WHAT YOU HAVE TO DO
Below is a block of records; repeat each one exactly.

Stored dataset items
use anyhow::Context;
use tracing::Instrument;

use super::FallbackExecutor;
use crate::config::Config;
use crate::context::RunContext;
use crate::sink::{ResultSink, StorageSink};
use crate::strategies::{TranscriptArtifact, VideoId};
use crate::{ExtractionError, Result};

/// Resolves a transcript and hands the outcome to a sink
pub struct TranscriptPipeline {
    executor: FallbackExecutor,
    sink: Box<dyn ResultSink>,
}

impl TranscriptPipeline {
    pub fn new(executor: FallbackExecutor, sink: Box<dyn ResultSink>) -> Self {
        Self { executor, sink }
    }

    /// Default strategy chain writing to local storage
    pub fn from_config(config: &Config) -> Self {
        Self::new(
            FallbackExecutor::from_config(config),
            Box::new(StorageSink::from_config(&config.storage)),
        )
    }

    pub fn executor(&self) -> &FallbackExecutor {
        &self.executor
    }

    /// Resolve the transcript and persist it.
    ///
    /// Fails with `ExtractionError::AllStrategiesExhausted` when no strategy
    /// produced anything; in that case nothing is written.
    pub async fn run(&self, video_id: &VideoId, ctx: &RunContext) -> Result<TranscriptArtifact> {
        let artifact = self.executor.resolve(video_id, ctx).await;

        self.finish(video_id, artifact)
            .instrument(ctx.span().clone())
            .await
    }

    async fn finish(&self, video_id: &VideoId, artifact: Option<TranscriptArtifact>) -> Result<TranscriptArtifact> {
        let Some(artifact) = artifact else {
            let error = ExtractionError::AllStrategiesExhausted(self.executor.len());
            self.sink.record_failure(video_id, &error);
            return Err(error.into());
        };

        tracing::info!("Transcript extracted successfully with {}", artifact.strategy());
        self.sink
            .persist(&artifact)
            .await
            .context("Failed to persist transcript")?;

        Ok(artifact)
    }
}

RESPONSE AREA
use anyhow::Context;
use tracing::Instrument;

use super::FallbackExecutor;
use crate::config::Config;
use crate::context::RunContext;
use crate::sink::{ResultSink, StorageSink};
use crate::strategies::{TranscriptArtifact, VideoId};
use crate::{ExtractionError, Result};

/// Resolves a transcript and hands the outcome to a sink
pub struct TranscriptPipeline {
    executor: FallbackExecutor,
    sink: Box<dyn ResultSink>,
}

impl TranscriptPipeline {
    pub fn new(executor: FallbackExecutor, sink: Box<dyn ResultSink>) -> Self {
        Self { executor, sink }
    }

    /// Default strategy chain writing to local storage
    pub fn from_config(config: &Config) -> Self {
        Self::new(
            FallbackExecutor::from_config(config),
            Box::new(StorageSink::from_config(&config.storage)),
        )
    }

    pub fn executor(&self) -> &FallbackExecutor {
        &self.executor
    }

    /// Resolve the transcript and persist it.
    ///
    /// Fails with `ExtractionError::AllStrategiesExhausted` when no strategy
    /// produced anything; in that case nothing is written.
    pub async fn run(&self, video_id: &VideoId, ctx: &RunContext) -> Result<TranscriptArtifact> {
        let artifact = self.executor.resolve(video_id, ctx).await;

        self.finish(video_id, artifact)
            .instrument(ctx.span().clone())
            .await
    }

    async fn finish(&self, video_id: &VideoId, artifact: Option<TranscriptArtifact>) -> Result<TranscriptArtifact> {
        let Some(artifact) = artifact else {
            let error = ExtractionError::AllStrategiesExhausted(self.executor.len());
            self.sink.record_failure(video_id, &error);
            return Err(error.into());
        };

        tracing::info!("Transcript extracted successfully with {}", artifact.strategy());
        self.sink
            .persist(&artifact)
            .await
            .context("Failed to persist transcript")?;

        Ok(artifact)
    }
}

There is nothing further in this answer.